I don’t know how to tell you this, but I feel I should. Its something you will probably figure out within the first three minutes of meeting her. You got a talker in your class this year. Its not that she doesn’t try to be quiet, especially in class, I think its sometimes that she cant. She has so many thoughts and words and ideas in her mind that she just loves to talk. To anyone. And anything. You will discover this soon, I am sure.
She makes friends with anyone and everyone. Don’t be alarmed if she invited the entire school to her house on the first day. Or if she knows everyone by name. She is the social one of the family, and doesn’t take her job lightly. You will probably hear her story from start to finish within the first few days of meeting her. She will talk to you like you are her best friend, and like you are the only one hearing these things, and then she will turn to the random stranger and tell them the same things. She will love you both the same, because to her, you are the same – you are both her friends. Most likely her best friends.
She probably wont finish lunch because she is too busy talking, and she might be late to a class or two, because, well, you guessed it, she was talking. But if you send her to see the principal – she will, well, most likely talk her way out of it. Did you guess? She loves to talk.
Since this is her first year at this school, and the last school she will attend, I am asking you for a favor. Fail her so she will stay young forever. Make her repeat the grade two or three times, just so I will have her a while longer. You see, shes growing up way too fast for my liking. Just a few days ago she was eight years old, talking about all things girl related. Hair, nails, and clothes. And just yesterday I picked her up from the airport and wondered where the little girl had gone. So please, help me in this quest to keep her young forever.

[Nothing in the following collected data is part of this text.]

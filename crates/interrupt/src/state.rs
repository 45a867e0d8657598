//! Dialogue-layer state, owned exclusively by [`crate::InterruptionManager`].

use serde::{Deserialize, Serialize};

/// The caller's notion of conversational phase.
///
/// `Collecting` is entered only by the VAD state machine on an accepted
/// speech onset, and left only when it emits `end` — external callers can
/// never request it directly (see [`crate::InterruptionManager::request_state`]).
#[derive(Debug, Clone, Copy, PartialEq, Eq, Serialize, Deserialize)]
pub enum SystemState {
    Idle,
    Collecting,
    Processing,
    Responding,
}

impl SystemState {
    /// Whether an external `request_state` call is allowed to leave this
    /// state for `target` — the switch guard's transition table.
    pub(crate) fn allows_external_transition_to(self, target: SystemState) -> bool {
        use SystemState::*;
        match (self, target) {
            (Idle, Processing) => true,
            (Processing, Responding) => true,
            (Processing, Idle) | (Responding, Idle) => true,
            _ => false,
        }
    }
}

/// Onset-while-busy notification emitted by the state machine when a
/// speech onset arrives while the dialogue layer claims to be busy.
#[derive(Debug, Clone, Copy, PartialEq, Serialize, Deserialize)]
pub struct InterruptionEvent {
    pub timestamp_ms: u64,
    /// The dialogue state that was interrupted — always `Processing` or
    /// `Responding`, never `Idle` or `Collecting`.
    pub interrupted_state: SystemState,
    /// The raw speech probability that crossed the onset threshold.
    pub confidence: f32,
}

#[cfg(test)]
mod tests {
    use super::*;

    #[test]
    fn idle_to_processing_allowed() {
        assert!(SystemState::Idle.allows_external_transition_to(SystemState::Processing));
    }

    #[test]
    fn processing_to_responding_allowed() {
        assert!(SystemState::Processing.allows_external_transition_to(SystemState::Responding));
    }

    #[test]
    fn any_to_idle_allowed_except_collecting() {
        assert!(SystemState::Processing.allows_external_transition_to(SystemState::Idle));
        assert!(SystemState::Responding.allows_external_transition_to(SystemState::Idle));
    }

    #[test]
    fn collecting_never_allows_external_transition() {
        assert!(!SystemState::Collecting.allows_external_transition_to(SystemState::Idle));
        assert!(!SystemState::Collecting.allows_external_transition_to(SystemState::Processing));
    }

    #[test]
    fn idle_to_responding_disallowed() {
        assert!(!SystemState::Idle.allows_external_transition_to(SystemState::Responding));
    }
}
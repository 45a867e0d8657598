//! Performance counters exposed via [`crate::StreamProcessor::stats`].
//!
//! Monotonic for the lifetime of one processor; reset only at `open`
//! (per spec, the processor itself never persists state across streams).

use std::sync::atomic::{AtomicU64, Ordering};
use std::time::Instant;

/// A point-in-time snapshot, safe to hand to a caller without holding
/// onto the live counters.
#[derive(Debug, Clone, Copy, PartialEq)]
pub struct StatsSnapshot {
    pub total_chunks_processed: u64,
    pub average_processing_time_ms: f64,
    pub throughput_chunks_per_second: f64,
    pub speech_segments: u64,
    pub error_rate: f64,
    pub memory_usage_mb: f64,
}

/// Interior-mutable counters updated as the processor runs.
pub struct StreamProcessorStats {
    opened_at: Instant,
    total_chunks_processed: AtomicU64,
    total_processing_time_micros: AtomicU64,
    speech_segments: AtomicU64,
    inference_errors: AtomicU64,
}

impl Default for StreamProcessorStats {
    fn default() -> Self {
        Self {
            opened_at: Instant::now(),
            total_chunks_processed: AtomicU64::new(0),
            total_processing_time_micros: AtomicU64::new(0),
            speech_segments: AtomicU64::new(0),
            inference_errors: AtomicU64::new(0),
        }
    }
}

impl StreamProcessorStats {
    pub fn record_chunk(&self, processing_time_micros: u64) {
        self.total_chunks_processed.fetch_add(1, Ordering::Relaxed);
        self.total_processing_time_micros
            .fetch_add(processing_time_micros, Ordering::Relaxed);
    }

    pub fn record_segment(&self) {
        self.speech_segments.fetch_add(1, Ordering::Relaxed);
    }

    pub fn record_inference_error(&self) {
        self.inference_errors.fetch_add(1, Ordering::Relaxed);
    }

    pub fn snapshot(&self, pending_bytes: usize) -> StatsSnapshot {
        let total_chunks = self.total_chunks_processed.load(Ordering::Relaxed);
        let total_micros = self.total_processing_time_micros.load(Ordering::Relaxed);
        let errors = self.inference_errors.load(Ordering::Relaxed);
        let elapsed_secs = self.opened_at.elapsed().as_secs_f64().max(f64::EPSILON);

        StatsSnapshot {
            total_chunks_processed: total_chunks,
            average_processing_time_ms: if total_chunks == 0 {
                0.0
            } else {
                (total_micros as f64 / total_chunks as f64) / 1000.0
            },
            throughput_chunks_per_second: total_chunks as f64 / elapsed_secs,
            speech_segments: self.speech_segments.load(Ordering::Relaxed),
            error_rate: if total_chunks == 0 {
                0.0
            } else {
                errors as f64 / total_chunks as f64
            },
            memory_usage_mb: pending_bytes as f64 / (1024.0 * 1024.0),
        }
    }
}

#[cfg(test)]
mod tests {
    use super::*;

    #[test]
    fn fresh_stats_have_zeroed_rates() {
        let stats = StreamProcessorStats::default();
        let snap = stats.snapshot(0);
        assert_eq!(snap.total_chunks_processed, 0);
        assert_eq!(snap.error_rate, 0.0);
    }

    #[test]
    fn error_rate_reflects_recorded_errors() {
        let stats = StreamProcessorStats::default();
        stats.record_chunk(1000);
        stats.record_chunk(1000);
        stats.record_inference_error();
        let snap = stats.snapshot(0);
        assert_eq!(snap.error_rate, 0.5);
    }

    #[test]
    fn average_processing_time_divides_correctly() {
        let stats = StreamProcessorStats::default();
        stats.record_chunk(2000);
        stats.record_chunk(4000);
        let snap = stats.snapshot(0);
        assert_eq!(snap.average_processing_time_ms, 3.0);
    }
}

I fear this will be the year she will discover boys. Even though in her words boys are “Gross.” She said that. I swear. Just a few short days ago. When she was 10. Just a few days ago, honest.
She wears her heart on her sleeve, its where it has lived for the past fourteen years. And its where it has grown, right along with her. She is kind and caring, yet she is all things fourteen. I am sorry, you have another teenaged girl in your class room, I can only hope you have aspirin in your desk, I will send some. You will need it.

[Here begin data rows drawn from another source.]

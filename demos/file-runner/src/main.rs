//! Demo binary: reads a mono 16kHz WAV file, drives one `StreamProcessor`
//! over its samples, and prints every `CascadeResult` as it's produced.

use anyhow::{bail, Context, Result};
use futures::{pin_mut, stream, StreamExt};
use tracing_subscriber::{layer::SubscriberExt, util::SubscriberInitExt, Layer};

use cascade_vad_config::{load_settings, Settings};
use cascade_vad_core::{EnergyInference, SampleFormat};
use cascade_vad_engine::CascadeResult;
use cascade_vad_stream::{StreamProcessor, StreamProcessorConfig};

#[tokio::main]
async fn main() -> Result<()> {
    let args: Vec<String> = std::env::args().collect();
    let Some(path) = args.get(1) else {
        bail!("usage: file-runner <path-to-wav>");
    };

    let env = std::env::var("CASCADE_VAD_ENV").ok();
    let settings = load_settings(env.as_deref()).unwrap_or_else(|e| {
        eprintln!("warning: failed to load configuration ({e}), using defaults");
        Settings::default()
    });
    init_tracing(&settings);

    tracing::info!(path, "opening WAV file");
    let mut reader = hound::WavReader::open(path).with_context(|| format!("opening {path}"))?;
    let spec = reader.spec();
    if spec.channels != 1 || spec.sample_rate != 16_000 || spec.bits_per_sample != 16 {
        bail!(
            "expected mono 16-bit PCM at 16kHz, got {} channel(s), {} Hz, {} bits",
            spec.channels,
            spec.sample_rate,
            spec.bits_per_sample
        );
    }

    let pcm_bytes: Vec<u8> = reader
        .samples::<i16>()
        .collect::<std::result::Result<Vec<i16>, _>>()
        .context("reading samples")?
        .into_iter()
        .flat_map(i16::to_le_bytes)
        .collect();

    let processor_config = StreamProcessorConfig {
        vad: settings.engine.vad,
        interruption: settings.engine.interruption,
        channel_capacity: settings.engine.channel_capacity,
        energy_gate_db: settings.engine.energy_gate_db,
    };
    let mut processor = StreamProcessor::open(processor_config, Box::new(EnergyInference::default()));

    const CHUNK_BYTES: usize = 4096;
    let chunks: Vec<_> = pcm_bytes
        .chunks(CHUNK_BYTES)
        .map(|c| (c.to_vec(), SampleFormat::PcmS16Le))
        .collect();
    let input = stream::iter(chunks);

    let out = processor.process_stream(input);
    pin_mut!(out);

    let mut segment_count = 0u64;
    while let Some(result) = out.next().await {
        match result? {
            CascadeResult::Frame { timestamp_ms, .. } => {
                tracing::debug!(timestamp_ms, "frame: no speech");
            }
            CascadeResult::Segment { segment } => {
                segment_count += 1;
                tracing::info!(
                    start_ms = segment.start_timestamp_ms,
                    end_ms = segment.end_timestamp_ms,
                    samples = segment.audio.len(),
                    "speech segment"
                );
            }
            CascadeResult::Interruption { event } => {
                tracing::info!(
                    timestamp_ms = event.timestamp_ms,
                    interrupted_state = ?event.interrupted_state,
                    confidence = event.confidence,
                    "interruption"
                );
            }
        }
    }

    let stats = processor.stats();
    tracing::info!(
        segments = segment_count,
        total_chunks_processed = stats.total_chunks_processed,
        average_processing_time_ms = stats.average_processing_time_ms,
        error_rate = stats.error_rate,
        "done"
    );

    Ok(())
}

fn init_tracing(settings: &Settings) {
    let env_filter = tracing_subscriber::EnvFilter::try_from_default_env()
        .unwrap_or_else(|_| format!("cascade_vad={}", settings.observability.log_level).into());

    let subscriber = tracing_subscriber::registry().with(env_filter);
    let fmt_layer = if settings.observability.log_json {
        tracing_subscriber::fmt::layer().json().boxed()
    } else {
        tracing_subscriber::fmt::layer().boxed()
    };
    subscriber.with(fmt_layer).init();
}
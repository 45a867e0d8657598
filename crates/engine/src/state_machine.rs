//! Component D: the orchestrator. Wires B (hysteresis), C (segment
//! collection) and E (the interruption guards) into a single
//! `process_frame` call that yields at most one [`CascadeResult`].

use cascade_vad_core::AudioFrame;
use cascade_vad_interrupt::{Decision, InterruptionEvent, InterruptionManager};

use crate::config::VADConfig;
use crate::segment::{SegmentCollector, SpeechSegment};
use crate::vad_iterator::{VadEvent, VadIterator};

/// Exactly one variant per emitted result, in strict input-time order.
#[derive(Debug, Clone, PartialEq)]
pub enum CascadeResult {
    /// No speech at this frame.
    Frame { frame: AudioFrame, timestamp_ms: u64 },
    /// A completed speech span.
    Segment { segment: SpeechSegment },
    /// An onset-while-busy notification.
    Interruption { event: InterruptionEvent },
}

/// Orchestrates B + C + E for one stream.
pub struct VadStateMachine {
    vad_iterator: VadIterator,
    collector: SegmentCollector,
    interruption: InterruptionManager,
}

impl VadStateMachine {
    pub fn new(vad_config: VADConfig, interruption: InterruptionManager) -> Self {
        Self {
            vad_iterator: VadIterator::new(vad_config),
            collector: SegmentCollector::new(),
            interruption,
        }
    }

    /// Read-only access to the dialogue state E currently holds.
    pub fn interruption_manager(&self) -> &InterruptionManager {
        &self.interruption
    }

    /// Process one `(frame, probability)` pair, consuming `frame`.
    ///
    /// Panics only on a `SegmentCollectorError`, which indicates B produced
    /// an ill-formed event sequence — an invariant bug, per spec §7
    /// `StateViolation`, surfaced to the caller via `cascade_vad_core::Error`
    /// at the `StreamProcessor` layer rather than here.
    pub fn process_frame(&mut self, frame: AudioFrame, probability: f32) -> Option<CascadeResult> {
        let event = self.vad_iterator.process(&frame, probability);

        match event {
            VadEvent::Start { timestamp_ms, confidence } => {
                match self.interruption.on_speech_onset(timestamp_ms, confidence) {
                    Decision::Reject => {
                        self.vad_iterator.rollback_trigger();
                        Some(CascadeResult::Frame {
                            timestamp_ms: frame.start_timestamp_ms,
                            frame,
                        })
                    }
                    Decision::Interrupt(prior_state) => {
                        self.collector
                            .on_start(timestamp_ms)
                            .expect("entry guard accepted onset while collector already collecting");
                        self.collector.on_frame(&frame);
                        let event = self.interruption.interruption_event(timestamp_ms, prior_state, confidence);
                        Some(CascadeResult::Interruption { event })
                    }
                    Decision::Accept => {
                        self.collector
                            .on_start(timestamp_ms)
                            .expect("entry guard accepted onset while collector already collecting");
                        self.collector.on_frame(&frame);
                        None
                    }
                }
            }
            VadEvent::End { timestamp_ms } => {
                self.collector.on_frame(&frame);
                let segment = self
                    .collector
                    .on_end(timestamp_ms)
                    .expect("B emitted end without a prior accepted start");
                self.interruption.on_speech_offset();
                Some(CascadeResult::Segment { segment })
            }
            VadEvent::None => {
                if self.collector.is_collecting() {
                    self.collector.on_frame(&frame);
                    None
                } else {
                    Some(CascadeResult::Frame {
                        timestamp_ms: frame.start_timestamp_ms,
                        frame,
                    })
                }
            }
        }
    }

    /// Flush any in-progress segment as if an `end` had arrived at
    /// `current_timestamp_ms`, then reset B for the next (non-existent,
    /// since a stream ends here) onset.
    pub fn finalize(&mut self, current_timestamp_ms: u64) -> Option<CascadeResult> {
        let result = if self.collector.is_collecting() {
            let segment = self
                .collector
                .on_end(current_timestamp_ms)
                .expect("collector reported collecting but on_end failed");
            self.interruption.on_speech_offset();
            Some(CascadeResult::Segment { segment })
        } else {
            None
        };
        self.vad_iterator.reset();
        result
    }
}

#[cfg(test)]
mod tests {
    use super::*;
    use cascade_vad_core::FRAME_SAMPLES;
    use cascade_vad_interrupt::{InterruptionConfig, SystemState};

    fn machine(cfg: VADConfig, icfg: InterruptionConfig) -> VadStateMachine {
        VadStateMachine::new(cfg, InterruptionManager::new(icfg))
    }

    fn frame(start_ms: u64, amplitude: f32) -> AudioFrame {
        AudioFrame::new([amplitude; FRAME_SAMPLES], start_ms)
    }

    #[test]
    fn silence_yields_frame_results() {
        let mut m = machine(VADConfig::default(), InterruptionConfig::default());
        let result = m.process_frame(frame(0, 0.0), 0.0);
        assert!(matches!(result, Some(CascadeResult::Frame { timestamp_ms: 0, .. })));
    }

    #[test]
    fn accepted_onset_produces_no_result_until_end() {
        let mut m = machine(
            VADConfig { speech_pad_ms: 0, min_silence_duration_ms: 32, ..VADConfig::default() },
            InterruptionConfig::default(),
        );
        assert_eq!(m.process_frame(frame(0, 0.9), 0.9), None);
        assert_eq!(m.process_frame(frame(32, 0.0), 0.1), None);
        let result = m.process_frame(frame(64, 0.0), 0.1);
        assert!(matches!(result, Some(CascadeResult::Segment { .. })));
    }

    #[test]
    fn onset_while_responding_emits_interruption() {
        let mut m = machine(
            VADConfig { speech_pad_ms: 0, ..VADConfig::default() },
            InterruptionConfig::default(),
        );
        assert!(m.interruption_manager().request_state(SystemState::Processing));
        assert!(m.interruption_manager().request_state(SystemState::Responding));
        let result = m.process_frame(frame(0, 0.9), 0.9);
        match result {
            Some(CascadeResult::Interruption { event }) => {
                assert_eq!(event.interrupted_state, SystemState::Responding);
            }
            other => panic!("expected Interruption, got {other:?}"),
        }
    }

    #[test]
    fn rejected_onset_rolls_back_and_emits_frame() {
        let mut m = machine(
            VADConfig { speech_pad_ms: 0, min_silence_duration_ms: 32, ..VADConfig::default() },
            InterruptionConfig { enabled: true, min_interval_ms: 1000 },
        );
        assert_eq!(m.process_frame(frame(0, 0.9), 0.9), None);
        assert_eq!(m.process_frame(frame(32, 0.0), 0.1), None);
        assert!(matches!(
            m.process_frame(frame(64, 0.0), 0.1),
            Some(CascadeResult::Segment { .. })
        ));
        // a fresh onset arriving inside min_interval_ms of the first is rejected
        let result = m.process_frame(frame(96, 0.9), 0.9);
        assert!(matches!(result, Some(CascadeResult::Frame { .. })));
        assert!(!m.vad_iterator.is_triggered());
    }

    #[test]
    fn finalize_flushes_in_progress_segment() {
        let mut m = machine(
            VADConfig { speech_pad_ms: 0, ..VADConfig::default() },
            InterruptionConfig::default(),
        );
        assert_eq!(m.process_frame(frame(0, 0.9), 0.9), None);
        let result = m.finalize(32);
        assert!(matches!(result, Some(CascadeResult::Segment { .. })));
    }

    #[test]
    fn finalize_with_no_active_segment_returns_none() {
        let mut m = machine(VADConfig::default(), InterruptionConfig::default());
        assert_eq!(m.finalize(0), None);
    }
}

I don’t know how it happened, and maybe you can teach her this in math class so she can teach me – but somehow the little girl I know, is telling me she is going to high school. Where she will graduate in a few years. I don’t think this is possible, and I would appreciate it if you could do something about that. Like I said failing her in certain things is totally ok with me, as long as she stays young. Forever. I cant imagine having an adult kid. That just isn’t right.
If you somehow manage to catch her for longer than three seconds and are able to get a word in edge wise, please tell her to be careful. She trusts easily. Loves openly and without cause. She is a friend to anyone, and will do mostly anything anyone asks of her. Unless I ask, of course.
There is a reason you have two ears and one mouth – you will need to listen twice as much. But please tell her a few things that I have tried to instill in her the past few years that have gone by all too quickly. Please tell her that I love her. To be careful. To look both ways when crossing the street. To listen sometimes, and not always do the talking. To keep on being herself, and not to let anyone get in her way. I know she wont have a problem with that, and you might need to lay off that just a little. It may have been the one thing shes heard.
Please take care of this little girl who is entering high school way before her time. Please love her back. Treat her with all the gentleness that I cannot muster, and learn that while she walks mostly to her own beat, she will always stop to help someone who needs help. Please help me, and keep an eye on her. Watch her for me. Shes much too young for high school, but here she comes – thinking she is more than ready.
In closing, maybe she is ready. Maybe its me that’s not ready. Not ready to let this openly sensitive caring kid out. Out into the rush of high school where I fear her dreams, and hopes will be crushed beneath the feet of an unruly boy. Please keep her safe, when Im not there to chase them away. And If I show up to school with a shot gun, please don’t put me in jail. Its just that this little girl has no business with boys. Or high school for that matter.